L’originalité de l’Irlande, c’est qu’il s’agit d’un pays au ratio de dépenses publiques déjà faible en 1995, et qui a décidé de le réduire encore. Il est le plus faible de l’Union européenne, avec 24,38 % en 2021.

C’est cette histoire que cet article souhaite raconter afin d’en comprendre les raisons et de savoir si, dans les années à venir, la France peut s’inspirer de cette expérience de politique économique. Car outre la forte baisse des dépenses publiques en tendance, ce qui frappe, c’est la très forte hausse du ratio de dépenses publiques en 2010 à la suite de la crise de 2008, et le décrochage du PIB par habitant de la France vis-à-vis de l’Irlande (Figure 1).

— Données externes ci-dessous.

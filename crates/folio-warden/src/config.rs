use std::time::Duration;

use serde::{Deserialize, Serialize};

use crate::error::WardenError;

/// Periodic audit settings.
#[derive(Clone, Debug, PartialEq, Eq, Serialize, Deserialize)]
#[serde(default)]
pub struct WardenConfig {
    /// Time between audit rounds in milliseconds.
    pub interval_ms: u64,
    /// Ledgers to audit each round; `None` audits every ledger in the repository.
    pub ledgers: Option<Vec<String>>,
}

impl WardenConfig {
    pub fn interval(&self) -> Duration {
        Duration::from_millis(self.interval_ms)
    }

    pub fn validate(&self) -> Result<(), WardenError> {
        if self.interval_ms == 0 {
            return Err(WardenError::InvalidConfig(
                "interval_ms must be at least 1".into(),
            ));
        }
        if let Some(ledgers) = &self.ledgers {
            if ledgers.iter().any(|name| name.trim().is_empty()) {
                return Err(WardenError::InvalidConfig(
                    "ledger selection contains an empty name".into(),
                ));
            }
        }
        Ok(())
    }
}

impl Default for WardenConfig {
    fn default() -> Self {
        Self {
            interval_ms: 60_000,
            ledgers: None,
        }
    }
}

#[cfg(test)]
mod tests {
    use super::*;

    #[test]
    fn default_audits_everything_every_minute() {
        let config = WardenConfig::default();
        assert_eq!(config.interval(), Duration::from_secs(60));
        assert!(config.ledgers.is_none());
        assert!(config.validate().is_ok());
    }

    #[test]
    fn zero_interval_is_rejected() {
        let config = WardenConfig {
            interval_ms: 0,
            ledgers: None,
        };
        assert!(matches!(
            config.validate(),
            Err(WardenError::InvalidConfig(_))
        ));
    }

    #[test]
    fn partial_config_fills_defaults() {
        let config: WardenConfig = serde_json::from_str(r#"{"ledgers":["audit"]}"#).unwrap();
        assert_eq!(config.interval_ms, 60_000);
        assert_eq!(config.ledgers, Some(vec!["audit".to_string()]));
    }
}
use std::path::PathBuf;

use clap::{Args, Parser, Subcommand};

#[derive(Parser)]
#[command(
    name = "folio",
    about = "Folio: a tamper-evident, multiply-signed ledger",
    version,
)]
pub struct Cli {
    #[command(subcommand)]
    pub command: Command,

    #[arg(short, long, global = true)]
    pub verbose: bool,

    #[arg(long, global = true, default_value = "text")]
    pub format: OutputFormat,
}

#[derive(Clone, Copy, Debug, PartialEq, Eq, clap::ValueEnum)]
pub enum OutputFormat {
    Text,
    Json,
}

#[derive(Subcommand)]
pub enum Command {
    /// Create the configured ledgers, countersign entries, seal pages, issue a receipt
    Demo(DemoArgs),
    /// Run the demo, optionally tamper with one stored field, then audit
    Audit(AuditArgs),
    /// Run the periodic warden over the demo ledgers
    Watch(WatchArgs),
    /// Generate a signing key pair
    Keygen(KeygenArgs),
    /// Hash a string with a named algorithm
    Hash(HashArgs),
}

/// Options shared by every command that builds demo ledgers.
#[derive(Args, Clone, Debug)]
pub struct DemoOptions {
    /// TOML file with `[[ledgers]]` and `[warden]` sections
    #[arg(short, long)]
    pub config: Option<PathBuf>,
    /// Entries written to each ledger, after its opening system entry
    #[arg(long, default_value = "16")]
    pub entries: usize,
    /// Senders who must countersign every entry
    #[arg(long, default_value = "2")]
    pub senders: usize,
}

#[derive(Args)]
pub struct DemoArgs {
    #[command(flatten)]
    pub demo: DemoOptions,
}

#[derive(Args)]
pub struct AuditArgs {
    #[command(flatten)]
    pub demo: DemoOptions,
    /// Stored field to corrupt before auditing
    #[arg(long)]
    pub tamper: Option<TamperTarget>,
}

#[derive(Clone, Copy, Debug, PartialEq, Eq, clap::ValueEnum)]
pub enum TamperTarget {
    PageHash,
    MerkleRoot,
    PreviousHash,
    EntryHash,
    Content,
    Signature,
}

#[derive(Args)]
pub struct WatchArgs {
    #[command(flatten)]
    pub demo: DemoOptions,
    /// Audit rounds to observe before stopping
    #[arg(long, default_value = "3")]
    pub ticks: u64,
    /// Override the configured audit interval
    #[arg(long)]
    pub interval_ms: Option<u64>,
}

#[derive(Args)]
pub struct KeygenArgs {
    #[arg(long, default_value = "Ed25519")]
    pub algorithm: String,
}

#[derive(Args)]
pub struct HashArgs {
    pub text: String,
    #[arg(long, default_value = "BLAKE3")]
    pub algorithm: String,
}

#[cfg(test)]
mod tests {
    use super::*;

    #[test]
    fn parse_demo_defaults() {
        let cli = Cli::try_parse_from(["folio", "demo"]).unwrap();
        if let Command::Demo(args) = cli.command {
            assert_eq!(args.demo.entries, 16);
            assert_eq!(args.demo.senders, 2);
            assert!(args.demo.config.is_none());
        } else { panic!("wrong command"); }
    }

    #[test]
    fn parse_demo_with_config() {
        let cli = Cli::try_parse_from([
            "folio", "demo", "-c", "folio.toml", "--entries", "9", "--senders", "3",
        ])
        .unwrap();
        if let Command::Demo(args) = cli.command {
            assert_eq!(args.demo.config, Some(PathBuf::from("folio.toml")));
            assert_eq!(args.demo.entries, 9);
            assert_eq!(args.demo.senders, 3);
        } else { panic!("wrong command"); }
    }

    #[test]
    fn parse_audit_tamper() {
        let cli = Cli::try_parse_from(["folio", "audit", "--tamper", "merkle-root"]).unwrap();
        if let Command::Audit(args) = cli.command {
            assert_eq!(args.tamper, Some(TamperTarget::MerkleRoot));
        } else { panic!("wrong command"); }
    }

    #[test]
    fn parse_audit_rejects_unknown_target() {
        assert!(Cli::try_parse_from(["folio", "audit", "--tamper", "everything"]).is_err());
    }

    #[test]
    fn parse_watch() {
        let cli = Cli::try_parse_from(["folio", "watch", "--ticks", "2", "--interval-ms", "50"])
            .unwrap();
        if let Command::Watch(args) = cli.command {
            assert_eq!(args.ticks, 2);
            assert_eq!(args.interval_ms, Some(50));
        } else { panic!("wrong command"); }
    }

    #[test]
    fn parse_keygen_default_algorithm() {
        let cli = Cli::try_parse_from(["folio", "keygen"]).unwrap();
        if let Command::Keygen(args) = cli.command {
            assert_eq!(args.algorithm, "Ed25519");
        } else { panic!("wrong command"); }
    }

    #[test]
    fn parse_hash() {
        let cli = Cli::try_parse_from(["folio", "hash", "hello", "--algorithm", "SHA-256"]).unwrap();
        if let Command::Hash(args) = cli.command {
            assert_eq!(args.text, "hello");
            assert_eq!(args.algorithm, "SHA-256");
        } else { panic!("wrong command"); }
    }

    #[test]
    fn parse_global_flags() {
        let cli = Cli::try_parse_from(["folio", "--verbose", "--format", "json", "keygen"]).unwrap();
        assert!(cli.verbose);
        assert_eq!(cli.format, OutputFormat::Json);
    }
}
use std::collections::BTreeSet;
use std::fmt;
use std::str::FromStr;

use folio_types::Digest;

use crate::error::CryptoError;

/// Named digest producer.
///
/// Implementations must be deterministic and collision-resistant per
/// algorithm name.
pub trait HashProvider: Send + Sync {
    /// Digest raw bytes with the named algorithm.
    fn hash(&self, data: &[u8], algorithm: &str) -> Result<Digest, CryptoError>;

    /// Digest a UTF-8 string with the named algorithm.
    fn hash_str(&self, data: &str, algorithm: &str) -> Result<Digest, CryptoError> {
        self.hash(data.as_bytes(), algorithm)
    }

    /// Hex encoding of a digest.
    fn to_hex(&self, digest: &Digest) -> String {
        digest.to_hex()
    }

    /// Name of the algorithm used when none is configured.
    fn default_algorithm(&self) -> &str;

    /// Names of every algorithm this provider accepts.
    fn supported_algorithms(&self) -> BTreeSet<String>;

    /// Returns `true` if `algorithm` is accepted by [`Self::hash`].
    fn supports(&self, algorithm: &str) -> bool {
        self.supported_algorithms().contains(algorithm)
    }
}

/// Hash algorithms known to [`StandardHashProvider`].
#[derive(Clone, Copy, Debug, PartialEq, Eq, Hash, PartialOrd, Ord)]
pub enum HashAlgorithm {
    Blake3,
    Sha256,
    Sha512,
}

impl HashAlgorithm {
    pub const ALL: [Self; 3] = [Self::Blake3, Self::Sha256, Self::Sha512];

    /// Canonical name.
    pub const fn as_str(&self) -> &'static str {
        match self {
            Self::Blake3 => "BLAKE3",
            Self::Sha256 => "SHA-256",
            Self::Sha512 => "SHA-512",
        }
    }

    /// Digest `data` with this algorithm.
    pub fn digest(&self, data: &[u8]) -> Digest {
        match self {
            Self::Blake3 => Digest::from_bytes(blake3::hash(data).as_bytes().to_vec()),
            Self::Sha256 => {
                use sha2::Digest as _;
                Digest::from_bytes(sha2::Sha256::new().chain_update(data).finalize().to_vec())
            }
            Self::Sha512 => {
                use sha2::Digest as _;
                Digest::from_bytes(sha2::Sha512::new().chain_update(data).finalize().to_vec())
            }
        }
    }
}

impl FromStr for HashAlgorithm {
    type Err = CryptoError;

    /// Accepts canonical names and their common lowercase spellings.
    fn from_str(s: &str) -> Result<Self, Self::Err> {
        match s.to_ascii_uppercase().replace('_', "-").as_str() {
            "BLAKE3" => Ok(Self::Blake3),
            "SHA-256" | "SHA256" => Ok(Self::Sha256),
            "SHA-512" | "SHA512" => Ok(Self::Sha512),
            _ => Err(CryptoError::UnsupportedAlgorithm(s.to_string())),
        }
    }
}

impl fmt::Display for HashAlgorithm {
    fn fmt(&self, f: &mut fmt::Formatter<'_>) -> fmt::Result {
        f.write_str(self.as_str())
    }
}

/// BLAKE3 / SHA-2 provider. BLAKE3 is the default.
#[derive(Clone, Copy, Debug, Default)]
pub struct StandardHashProvider;

impl StandardHashProvider {
    pub fn new() -> Self {
        Self
    }
}

impl HashProvider for StandardHashProvider {
    fn hash(&self, data: &[u8], algorithm: &str) -> Result<Digest, CryptoError> {
        let algorithm: HashAlgorithm = algorithm.parse()?;
        Ok(algorithm.digest(data))
    }

    fn default_algorithm(&self) -> &str {
        HashAlgorithm::Blake3.as_str()
    }

    fn supported_algorithms(&self) -> BTreeSet<String> {
        HashAlgorithm::ALL
            .iter()
            .map(|a| a.as_str().to_string())
            .collect()
    }

    fn supports(&self, algorithm: &str) -> bool {
        algorithm.parse::<HashAlgorithm>().is_ok()
    }
}
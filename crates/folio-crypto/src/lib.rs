//! Cryptographic primitives for the Folio ledger.
//!
//! Hash and signature algorithms are selected by name through the
//! [`HashProvider`] and [`SignatureProvider`] traits, so the ledger never
//! hard-codes an algorithm family. Also provides the binary Merkle tree used
//! to seal pages, with inclusion proofs.
//!
//! All crypto operations wrap established libraries.

pub mod error;
pub mod hasher;
pub mod merkle;
pub mod signer;

pub use error::CryptoError;
pub use hasher::{HashAlgorithm, HashProvider, StandardHashProvider};
pub use merkle::{MerkleProof, MerkleTree, ProofStep, Side};
pub use signer::{Ed25519SignatureProvider, KeyPair, PrivateKey, SignatureProvider};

Désormais, le PIB par habitant français est deux fois et demi moins élevé que celui de l’Irlande. En 1995, il était 1,3 fois supérieur au PIB par habitant irlandais.
En 2022, il représente seulement 40 % du PIB irlandais. Le décrochage français vis-à-vis de l’Irlande peut-être qualifié de majeur. En remontant encore en arrière et en se plaçant dans l’imaginaire collectif, on associe l’Irlande à des terres agricoles peu fertiles et à l’épisode dramatique de la famine de 1848 qui a provoqué l’immigration massive. Qu’est-ce qui peut bien expliquer ce que l’on peut appeler un miracle économique ?

 

Le miracle économique irlandais

Comme la science ne croit pas au miracle, l’histoire de l’économie irlandaise et de la politique économique conduite par les gouvernements irlandais doivent pouvoir nous aider à rendre rationnel une trajectoire unique en son genre en Europe et dans le monde.

 

Figure 1

Histoire comparée du PIB par habitant et des ratios de dépenses publiques de l’Irlande et de la France (1995-2021)

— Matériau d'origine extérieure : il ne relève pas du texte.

/// Errors from hashing, signing, and tree construction.
#[derive(Debug, Clone, thiserror::Error, PartialEq, Eq)]
pub enum CryptoError {
    #[error("unsupported algorithm: {0}")]
    UnsupportedAlgorithm(String),

    #[error("invalid key: {0}")]
    InvalidKey(String),

    #[error("invalid hex: {0}")]
    InvalidHex(String),

    #[error("cannot build a Merkle tree from zero leaves")]
    EmptyTree,
}
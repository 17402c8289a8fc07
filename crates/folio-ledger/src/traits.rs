use folio_types::EntryId;

use crate::config::LedgerConfig;
use crate::entry::Entry;
use crate::error::LedgerError;
use crate::page::Page;

/// Read boundary for persisted ledgers. The Warden audits through this alone.
pub trait LedgerReader: Send + Sync {
    fn read_ledger(&self, name: &str) -> Result<Option<LedgerConfig>, LedgerError>;

    fn ledger_names(&self) -> Result<Vec<String>, LedgerError>;

    fn read_page(&self, ledger: &str, number: u64) -> Result<Option<Page>, LedgerError>;

    fn page_count(&self, ledger: &str) -> Result<u64, LedgerError>;

    fn read_entry(&self, id: &EntryId) -> Result<Option<Entry>, LedgerError>;

    /// All pages of `ledger` in ascending number order.
    fn read_pages(&self, ledger: &str) -> Result<Vec<Page>, LedgerError> {
        let count = self.page_count(ledger)?;
        (0..count)
            .map(|number| {
                self.read_page(ledger, number)?.ok_or_else(|| {
                    LedgerError::Repository(format!("ledger {ledger} is missing page {number}"))
                })
            })
            .collect()
    }
}

/// Write boundary for persisted ledgers.
pub trait LedgerWriter: Send + Sync {
    fn create_ledger(&self, config: &LedgerConfig) -> Result<(), LedgerError>;

    /// Append a sealed page; `page.number` must equal the current page count.
    fn create_page(&self, page: &Page) -> Result<(), LedgerError>;

    fn create_entry(&self, entry: &Entry) -> Result<(), LedgerError>;

    fn update_entry(&self, entry: &Entry) -> Result<(), LedgerError>;

    /// Overwrite a stored page and its entries without any validation.
    ///
    /// Fault injection only: no ledger operation calls this.
    fn update_page_for_tamper_evidence_testing(&self, page: &Page) -> Result<(), LedgerError>;
}

/// A full repository: both boundaries behind one handle.
pub trait LedgerRepository: LedgerReader + LedgerWriter {}

impl<T: LedgerReader + LedgerWriter + ?Sized> LedgerRepository for T {}
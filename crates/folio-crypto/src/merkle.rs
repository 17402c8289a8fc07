use folio_types::Digest;
use serde::{Deserialize, Serialize};

use crate::error::CryptoError;
use crate::hasher::HashProvider;

/// Side of a sibling in a Merkle proof path.
#[derive(Clone, Copy, Debug, PartialEq, Eq, Serialize, Deserialize)]
pub enum Side {
    Left,
    Right,
}

/// Binary Merkle tree over entry hashes.
///
/// Parents are `H(hex(left) | hex(right))` under the ledger's named
/// algorithm. A layer of odd length pairs its last node with itself.
#[derive(Clone, Debug)]
pub struct MerkleTree {
    /// Level 0 = leaves, last level = the single root.
    levels: Vec<Vec<Digest>>,
}

impl MerkleTree {
    /// Build a tree bottom-up from leaf hashes.
    ///
    /// Zero leaves is an error. A single leaf is its own root.
    pub fn build(
        leaves: Vec<Digest>,
        hasher: &dyn HashProvider,
        algorithm: &str,
    ) -> Result<Self, CryptoError> {
        if leaves.is_empty() {
            return Err(CryptoError::EmptyTree);
        }

        let mut levels: Vec<Vec<Digest>> = vec![leaves];

        while levels[levels.len() - 1].len() > 1 {
            let current = &levels[levels.len() - 1];
            let mut next = Vec::with_capacity((current.len() + 1) / 2);
            for pair in current.chunks(2) {
                let right = pair.get(1).unwrap_or(&pair[0]);
                next.push(Self::combine(&pair[0], right, hasher, algorithm)?);
            }
            levels.push(next);
        }

        Ok(Self { levels })
    }

    /// Compute a parent node from two children.
    pub fn combine(
        left: &Digest,
        right: &Digest,
        hasher: &dyn HashProvider,
        algorithm: &str,
    ) -> Result<Digest, CryptoError> {
        hasher.hash_str(&format!("{}|{}", left.to_hex(), right.to_hex()), algorithm)
    }

    /// The root hash of the tree.
    pub fn root(&self) -> &Digest {
        &self.levels[self.levels.len() - 1][0]
    }

    /// All layers, leaves first.
    pub fn levels(&self) -> &[Vec<Digest>] {
        &self.levels
    }

    /// Number of leaves.
    pub fn leaf_count(&self) -> usize {
        self.levels[0].len()
    }

    /// Generate an inclusion proof for the leaf at `index`.
    pub fn proof(&self, index: usize) -> Option<MerkleProof> {
        if index >= self.leaf_count() {
            return None;
        }

        let mut path = Vec::with_capacity(self.levels.len() - 1);
        let mut idx = index;

        for level in &self.levels[..self.levels.len() - 1] {
            let (sibling_idx, side) = if idx % 2 == 0 {
                (idx + 1, Side::Right)
            } else {
                (idx - 1, Side::Left)
            };
            // Past the end of an odd level the node was paired with itself.
            let hash = level.get(sibling_idx).unwrap_or(&level[idx]).clone();
            path.push(ProofStep { hash, side });
            idx /= 2;
        }

        Some(MerkleProof {
            leaf_index: index,
            path,
        })
    }
}

/// One sibling on the path from a leaf to the root.
#[derive(Clone, Debug, PartialEq, Eq, Serialize, Deserialize)]
pub struct ProofStep {
    pub hash: Digest,
    pub side: Side,
}

/// Merkle inclusion proof: ordered siblings from leaf level upward.
#[derive(Clone, Debug, PartialEq, Eq, Serialize, Deserialize)]
pub struct MerkleProof {
    pub leaf_index: usize,
    pub path: Vec<ProofStep>,
}

impl MerkleProof {
    /// The sibling hashes in order.
    pub fn siblings(&self) -> impl Iterator<Item = &Digest> {
        self.path.iter().map(|step| &step.hash)
    }

    /// Fold the path over `leaf` and return the resulting root.
    pub fn compute_root(
        &self,
        leaf: &Digest,
        hasher: &dyn HashProvider,
        algorithm: &str,
    ) -> Result<Digest, CryptoError> {
        let mut current = leaf.clone();
        for step in &self.path {
            current = match step.side {
                Side::Left => MerkleTree::combine(&step.hash, &current, hasher, algorithm)?,
                Side::Right => MerkleTree::combine(&current, &step.hash, hasher, algorithm)?,
            };
        }
        Ok(current)
    }

    /// Returns `true` if folding the path over `leaf` reproduces `root`.
    pub fn verify(
        &self,
        leaf: &Digest,
        root: &Digest,
        hasher: &dyn HashProvider,
        algorithm: &str,
    ) -> bool {
        self.compute_root(leaf, hasher, algorithm)
            .map(|computed| computed == *root)
            .unwrap_or(false)
    }
}

#[cfg(test)]
mod tests {
    use super::*;
    use crate::hasher::StandardHashProvider;

    const ALG: &str = "SHA-256";

    fn leaf(seed: u8) -> Digest {
        StandardHashProvider.hash(&[seed], ALG).unwrap()
    }

    fn tree(leaves: Vec<Digest>) -> MerkleTree {
        MerkleTree::build(leaves, &StandardHashProvider, ALG).unwrap()
    }

    fn h(left: &Digest, right: &Digest) -> Digest {
        MerkleTree::combine(left, right, &StandardHashProvider, ALG).unwrap()
    }

    #[test]
    fn empty_tree_is_rejected() {
        let err = MerkleTree::build(vec![], &StandardHashProvider, ALG).unwrap_err();
        assert_eq!(err, CryptoError::EmptyTree);
    }

    #[test]
    fn single_leaf_is_root() {
        let l = leaf(1);
        let t = tree(vec![l.clone()]);
        assert_eq!(t.root(), &l);
        assert_eq!(t.levels().len(), 1);
        assert!(t.proof(0).unwrap().path.is_empty());
    }

    #[test]
    fn odd_layer_duplicates_last_hash() {
        let (h1, h2, h3) = (leaf(1), leaf(2), leaf(3));
        let t = tree(vec![h1.clone(), h2.clone(), h3.clone()]);
        let expected = h(&h(&h1, &h2), &h(&h3, &h3));
        assert_eq!(t.root(), &expected);
        assert_eq!(t.levels().len(), 3);
    }

    #[test]
    fn parent_is_hash_of_joined_hex() {
        let (a, b) = (leaf(1), leaf(2));
        let expected = StandardHashProvider
            .hash_str(&format!("{}|{}", a.to_hex(), b.to_hex()), ALG)
            .unwrap();
        assert_eq!(tree(vec![a, b]).root(), &expected);
    }

    #[test]
    fn proof_verifies_for_all_leaves() {
        for count in 1..=9u8 {
            let leaves: Vec<Digest> = (0..count).map(leaf).collect();
            let t = tree(leaves.clone());
            for (i, l) in leaves.iter().enumerate() {
                let proof = t.proof(i).expect("proof should exist");
                assert!(
                    proof.verify(l, t.root(), &StandardHashProvider, ALG),
                    "proof for leaf {i} of {count} should verify"
                );
            }
        }
    }

    #[test]
    fn proof_for_unpaired_leaf_uses_itself() {
        let leaves: Vec<Digest> = (0..3).map(leaf).collect();
        let t = tree(leaves.clone());
        let proof = t.proof(2).unwrap();
        assert_eq!(proof.path[0].hash, leaves[2]);
        assert_eq!(proof.path[0].side, Side::Right);
    }

    #[test]
    fn proof_out_of_bounds_returns_none() {
        let t = tree(vec![leaf(1), leaf(2)]);
        assert!(t.proof(5).is_none());
    }

    #[test]
    fn wrong_leaf_fails_verification() {
        let t = tree(vec![leaf(1), leaf(2), leaf(3), leaf(4)]);
        let proof = t.proof(0).unwrap();
        assert!(!proof.verify(&leaf(99), t.root(), &StandardHashProvider, ALG));
    }

    #[test]
    fn power_of_two_leaves_have_log_depth() {
        let t = tree((0..8).map(leaf).collect());
        for i in 0..8 {
            assert_eq!(t.proof(i).unwrap().path.len(), 3);
        }
    }

    #[test]
    fn proof_serde_roundtrip() {
        let t = tree(vec![leaf(1), leaf(2), leaf(3)]);
        let proof = t.proof(1).unwrap();
        let json = serde_json::to_string(&proof).unwrap();
        let parsed: MerkleProof = serde_json::from_str(&json).unwrap();
        assert_eq!(proof, parsed);
        assert_eq!(parsed.siblings().count(), 2);
    }
}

Sources : OCDE. Dépenses publiques totales sur PIB en % (Government expenditure percent of GDP). Lien consulté le 03/06/2024. Pour les données PIB par habitant (GDP per capita) utilise le site de la Banque Mondiale. Lien consulté le 03/06/2024.

À partir de 1994 et jusqu’en 2008, l’Irlande a enregistré des taux de croissance de son PIB de 5,9 % par an. Un certain nombre d’observateurs estiment que la croissance irlandaise est la conséquence i) des aides publiques européennes et ii) de son dumping fiscal.

La crise de 2008 aurait même montré l’insoutenabilité à long terme de cette stratégie de développement (Pelletier et Peyronel 2015 [1]).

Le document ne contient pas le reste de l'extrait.